» **TASK STATEMENT**
Your reply should be the full listing, copied exactly.
DATASET EXTRACT Start Marker
//! Path-addressed node graph: value types, the session seam and the SQLite store

mod path;
mod schema;
mod sqlite;

pub use path::{NodePath, validate_name};
pub use sqlite::{GraphStore, GraphStats, SqliteSession, StoreOptions};

use serde::{Deserialize, Serialize};
use crate::Result;

/// A single typed property value
#[derive(Debug, Clone, PartialEq, Serialize, Deserialize)]
#[serde(tag = "type", content = "value", rename_all = "lowercase")]
pub enum PropertyValue {
    String(String),
    Long(i64),
    Double(f64),
    Boolean(bool),
    Binary(Vec<u8>),
}

impl PropertyValue {
    pub fn kind(&self) -> &'static str {
        match self {
            PropertyValue::String(_) => "string",
            PropertyValue::Long(_) => "long",
            PropertyValue::Double(_) => "double",
            PropertyValue::Boolean(_) => "boolean",
            PropertyValue::Binary(_) => "binary",
        }
    }

    pub fn as_str(&self) -> Option<&str> {
        match self {
            PropertyValue::String(s) => Some(s),
            _ => None,
        }
    }

    pub fn as_long(&self) -> Option<i64> {
        match self {
            PropertyValue::Long(v) => Some(*v),
            _ => None,
        }
    }

    pub fn as_bool(&self) -> Option<bool> {
        match self {
            PropertyValue::Boolean(v) => Some(*v),
            _ => None,
        }
    }
}

impl std::fmt::Display for PropertyValue {
    fn fmt(&self, f: &mut std::fmt::Formatter<'_>) -> std::fmt::Result {
        match self {
            PropertyValue::String(s) => write!(f, "{}", s),
            PropertyValue::Long(v) => write!(f, "{}", v),
            PropertyValue::Double(v) => write!(f, "{}", v),
            PropertyValue::Boolean(v) => write!(f, "{}", v),
            PropertyValue::Binary(b) => write!(f, "<{} bytes>", b.len()),
        }
    }
}

impl From<&str> for PropertyValue {
    fn from(value: &str) -> Self {
        PropertyValue::String(value.to_string())
    }
}

impl From<String> for PropertyValue {
    fn from(value: String) -> Self {
        PropertyValue::String(value)
    }
}

impl From<i64> for PropertyValue {
    fn from(value: i64) -> Self {
        PropertyValue::Long(value)
    }
}

impl From<f64> for PropertyValue {
    fn from(value: f64) -> Self {
        PropertyValue::Double(value)
    }
}

impl From<bool> for PropertyValue {
    fn from(value: bool) -> Self {
        PropertyValue::Boolean(value)
    }
}

impl From<Vec<u8>> for PropertyValue {
    fn from(value: Vec<u8>) -> Self {
        PropertyValue::Binary(value)
    }
}

/// A named property: one value, or an ordered list for multi-valued properties
#[derive(Debug, Clone, PartialEq, Serialize, Deserialize)]
#[serde(untagged)]
pub enum Property {
    Single(PropertyValue),
    Multiple(Vec<PropertyValue>),
}

impl Property {
    pub fn is_multiple(&self) -> bool {
        matches!(self, Property::Multiple(_))
    }

    pub fn values(&self) -> &[PropertyValue] {
        match self {
            Property::Single(v) => std::slice::from_ref(v),
            Property::Multiple(vs) => vs,
        }
    }

    /// The single value, or the first value of a multi-valued property
    pub fn first(&self) -> Option<&PropertyValue> {
        self.values().first()
    }

    pub fn as_str(&self) -> Option<&str> {
        self.first().and_then(PropertyValue::as_str)
    }

    pub fn as_long(&self) -> Option<i64> {
        self.first().and_then(PropertyValue::as_long)
    }

    pub fn as_bool(&self) -> Option<bool> {
        self.first().and_then(PropertyValue::as_bool)
    }
}

impl std::fmt::Display for Property {
    fn fmt(&self, f: &mut std::fmt::Formatter<'_>) -> std::fmt::Result {
        match self {
            Property::Single(v) => write!(f, "{}", v),
            Property::Multiple(vs) => {
                let parts: Vec<String> = vs.iter().map(|v| v.to_string()).collect();
                write!(f, "[{}]", parts.join(", "))
            }
        }
    }
}

impl From<PropertyValue> for Property {
    fn from(value: PropertyValue) -> Self {
        Property::Single(value)
    }
}

impl From<&str> for Property {
    fn from(value: &str) -> Self {
        Property::Single(value.into())
    }
}

impl From<String> for Property {
    fn from(value: String) -> Self {
        Property::Single(value.into())
    }
}

impl From<i64> for Property {
    fn from(value: i64) -> Self {
        Property::Single(value.into())
    }
}

impl From<bool> for Property {
    fn from(value: bool) -> Self {
        Property::Single(value.into())
    }
}

impl From<Vec<PropertyValue>> for Property {
    fn from(values: Vec<PropertyValue>) -> Self {
        Property::Multiple(values)
    }
}

/// A serializable copy of a subtree, in sibling order
#[derive(Debug, Clone, PartialEq, Serialize, Deserialize)]
pub struct NodeSnapshot {
    pub name: String,
    pub node_type: String,
    #[serde(default, skip_serializing_if = "Vec::is_empty")]
    pub properties: Vec<(String, Property)>,
    #[serde(default, skip_serializing_if = "Vec::is_empty")]
    pub children: Vec<NodeSnapshot>,
}

impl NodeSnapshot {
    pub fn property(&self, name: &str) -> Option<&Property> {
        self.properties.iter().find(|(n, _)| n == name).map(|(_, p)| p)
    }

    pub fn child(&self, name: &str) -> Option<&NodeSnapshot> {
        self.children.iter().find(|c| c.name == name)
    }

    /// Total number of nodes in this subtree, including itself
    pub fn node_count(&self) -> usize {
        1 + self.children.iter().map(NodeSnapshot::node_count).sum::<usize>()
    }
}

/// When a transaction takes the database write lock
#[derive(Debug, Clone, Copy, PartialEq, Eq, Default)]
pub enum LockMode {
    /// On the first write. Upgrading fails at once if another writer holds the lock.
    #[default]
    Deferred,
    /// At begin, waiting out other writers up to the busy timeout
    Immediate,
}

/// One storage session. A `UnitOfWork` owns exactly one and never shares it.
///
/// Writes made through a session stay invisible to other sessions until `save`.
pub trait GraphSession: Send {
    /// Open the underlying transaction
    fn begin(&mut self, mode: LockMode) -> Result<()>;

    /// Create a child under `parent`, disambiguating same-named siblings.
    /// Returns the path actually assigned.
    fn create_node(&mut self, parent: &NodePath, name: &str, node_type: &str) -> Result<NodePath>;

    /// Stored type discriminator, or `None` when no node lives at `path`
    fn node_type(&mut self, path: &NodePath) -> Result<Option<String>>;

    /// Set a property; `None` removes it
    fn set_property(&mut self, path: &NodePath, name: &str, value: Option<&Property>) -> Result<()>;

    fn property(&mut self, path: &NodePath, name: &str) -> Result<Option<Property>>;

    /// All properties in the order they were first set
    fn properties(&mut self, path: &NodePath) -> Result<Vec<(String, Property)>>;

    /// Direct children in insertion order
    fn children(&mut self, path: &NodePath) -> Result<Vec<NodePath>>;

    /// Remove a node and its whole subtree
    fn remove_node(&mut self, path: &NodePath) -> Result<()>;

    /// Nodes with the given discriminator at or below `under`, ordered by path
    fn nodes_of_type(&mut self, node_type: &str, under: &NodePath) -> Result<Vec<NodePath>>;

    /// Whether anything was written since `begin`
    fn has_pending_changes(&self) -> bool;

    /// Commit the transaction
    fn save(&mut self) -> Result<()>;

    /// Roll back the transaction
    fn discard(&mut self) -> Result<()>;
}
DATASET EXTRACT End Marker
» **SOLUTION FOR THIS TASK**
//! Path-addressed node graph: value types, the session seam and the SQLite store

mod path;
mod schema;
mod sqlite;

pub use path::{NodePath, validate_name};
pub use sqlite::{GraphStore, GraphStats, SqliteSession, StoreOptions};

use serde::{Deserialize, Serialize};
use crate::Result;

/// A single typed property value
#[derive(Debug, Clone, PartialEq, Serialize, Deserialize)]
#[serde(tag = "type", content = "value", rename_all = "lowercase")]
pub enum PropertyValue {
    String(String),
    Long(i64),
    Double(f64),
    Boolean(bool),
    Binary(Vec<u8>),
}

impl PropertyValue {
    pub fn kind(&self) -> &'static str {
        match self {
            PropertyValue::String(_) => "string",
            PropertyValue::Long(_) => "long",
            PropertyValue::Double(_) => "double",
            PropertyValue::Boolean(_) => "boolean",
            PropertyValue::Binary(_) => "binary",
        }
    }

    pub fn as_str(&self) -> Option<&str> {
        match self {
            PropertyValue::String(s) => Some(s),
            _ => None,
        }
    }

    pub fn as_long(&self) -> Option<i64> {
        match self {
            PropertyValue::Long(v) => Some(*v),
            _ => None,
        }
    }

    pub fn as_bool(&self) -> Option<bool> {
        match self {
            PropertyValue::Boolean(v) => Some(*v),
            _ => None,
        }
    }
}

impl std::fmt::Display for PropertyValue {
    fn fmt(&self, f: &mut std::fmt::Formatter<'_>) -> std::fmt::Result {
        match self {
            PropertyValue::String(s) => write!(f, "{}", s),
            PropertyValue::Long(v) => write!(f, "{}", v),
            PropertyValue::Double(v) => write!(f, "{}", v),
            PropertyValue::Boolean(v) => write!(f, "{}", v),
            PropertyValue::Binary(b) => write!(f, "<{} bytes>", b.len()),
        }
    }
}

impl From<&str> for PropertyValue {
    fn from(value: &str) -> Self {
        PropertyValue::String(value.to_string())
    }
}

impl From<String> for PropertyValue {
    fn from(value: String) -> Self {
        PropertyValue::String(value)
    }
}

impl From<i64> for PropertyValue {
    fn from(value: i64) -> Self {
        PropertyValue::Long(value)
    }
}

impl From<f64> for PropertyValue {
    fn from(value: f64) -> Self {
        PropertyValue::Double(value)
    }
}

impl From<bool> for PropertyValue {
    fn from(value: bool) -> Self {
        PropertyValue::Boolean(value)
    }
}

impl From<Vec<u8>> for PropertyValue {
    fn from(value: Vec<u8>) -> Self {
        PropertyValue::Binary(value)
    }
}

/// A named property: one value, or an ordered list for multi-valued properties
#[derive(Debug, Clone, PartialEq, Serialize, Deserialize)]
#[serde(untagged)]
pub enum Property {
    Single(PropertyValue),
    Multiple(Vec<PropertyValue>),
}

impl Property {
    pub fn is_multiple(&self) -> bool {
        matches!(self, Property::Multiple(_))
    }

    pub fn values(&self) -> &[PropertyValue] {
        match self {
            Property::Single(v) => std::slice::from_ref(v),
            Property::Multiple(vs) => vs,
        }
    }

    /// The single value, or the first value of a multi-valued property
    pub fn first(&self) -> Option<&PropertyValue> {
        self.values().first()
    }

    pub fn as_str(&self) -> Option<&str> {
        self.first().and_then(PropertyValue::as_str)
    }

    pub fn as_long(&self) -> Option<i64> {
        self.first().and_then(PropertyValue::as_long)
    }

    pub fn as_bool(&self) -> Option<bool> {
        self.first().and_then(PropertyValue::as_bool)
    }
}

impl std::fmt::Display for Property {
    fn fmt(&self, f: &mut std::fmt::Formatter<'_>) -> std::fmt::Result {
        match self {
            Property::Single(v) => write!(f, "{}", v),
            Property::Multiple(vs) => {
                let parts: Vec<String> = vs.iter().map(|v| v.to_string()).collect();
                write!(f, "[{}]", parts.join(", "))
            }
        }
    }
}

impl From<PropertyValue> for Property {
    fn from(value: PropertyValue) -> Self {
        Property::Single(value)
    }
}

impl From<&str> for Property {
    fn from(value: &str) -> Self {
        Property::Single(value.into())
    }
}

impl From<String> for Property {
    fn from(value: String) -> Self {
        Property::Single(value.into())
    }
}

impl From<i64> for Property {
    fn from(value: i64) -> Self {
        Property::Single(value.into())
    }
}

impl From<bool> for Property {
    fn from(value: bool) -> Self {
        Property::Single(value.into())
    }
}

impl From<Vec<PropertyValue>> for Property {
    fn from(values: Vec<PropertyValue>) -> Self {
        Property::Multiple(values)
    }
}

/// A serializable copy of a subtree, in sibling order
#[derive(Debug, Clone, PartialEq, Serialize, Deserialize)]
pub struct NodeSnapshot {
    pub name: String,
    pub node_type: String,
    #[serde(default, skip_serializing_if = "Vec::is_empty")]
    pub properties: Vec<(String, Property)>,
    #[serde(default, skip_serializing_if = "Vec::is_empty")]
    pub children: Vec<NodeSnapshot>,
}

impl NodeSnapshot {
    pub fn property(&self, name: &str) -> Option<&Property> {
        self.properties.iter().find(|(n, _)| n == name).map(|(_, p)| p)
    }

    pub fn child(&self, name: &str) -> Option<&NodeSnapshot> {
        self.children.iter().find(|c| c.name == name)
    }

    /// Total number of nodes in this subtree, including itself
    pub fn node_count(&self) -> usize {
        1 + self.children.iter().map(NodeSnapshot::node_count).sum::<usize>()
    }
}

/// When a transaction takes the database write lock
#[derive(Debug, Clone, Copy, PartialEq, Eq, Default)]
pub enum LockMode {
    /// On the first write. Upgrading fails at once if another writer holds the lock.
    #[default]
    Deferred,
    /// At begin, waiting out other writers up to the busy timeout
    Immediate,
}

/// One storage session. A `UnitOfWork` owns exactly one and never shares it.
///
/// Writes made through a session stay invisible to other sessions until `save`.
pub trait GraphSession: Send {
    /// Open the underlying transaction
    fn begin(&mut self, mode: LockMode) -> Result<()>;

    /// Create a child under `parent`, disambiguating same-named siblings.
    /// Returns the path actually assigned.
    fn create_node(&mut self, parent: &NodePath, name: &str, node_type: &str) -> Result<NodePath>;

    /// Stored type discriminator, or `None` when no node lives at `path`
    fn node_type(&mut self, path: &NodePath) -> Result<Option<String>>;

    /// Set a property; `None` removes it
    fn set_property(&mut self, path: &NodePath, name: &str, value: Option<&Property>) -> Result<()>;

    fn property(&mut self, path: &NodePath, name: &str) -> Result<Option<Property>>;

    /// All properties in the order they were first set
    fn properties(&mut self, path: &NodePath) -> Result<Vec<(String, Property)>>;

    /// Direct children in insertion order
    fn children(&mut self, path: &NodePath) -> Result<Vec<NodePath>>;

    /// Remove a node and its whole subtree
    fn remove_node(&mut self, path: &NodePath) -> Result<()>;

    /// Nodes with the given discriminator at or below `under`, ordered by path
    fn nodes_of_type(&mut self, node_type: &str, under: &NodePath) -> Result<Vec<NodePath>>;

    /// Whether anything was written since `begin`
    fn has_pending_changes(&self) -> bool;

    /// Commit the transaction
    fn save(&mut self) -> Result<()>;

    /// Roll back the transaction
    fn discard(&mut self) -> Result<()>;
}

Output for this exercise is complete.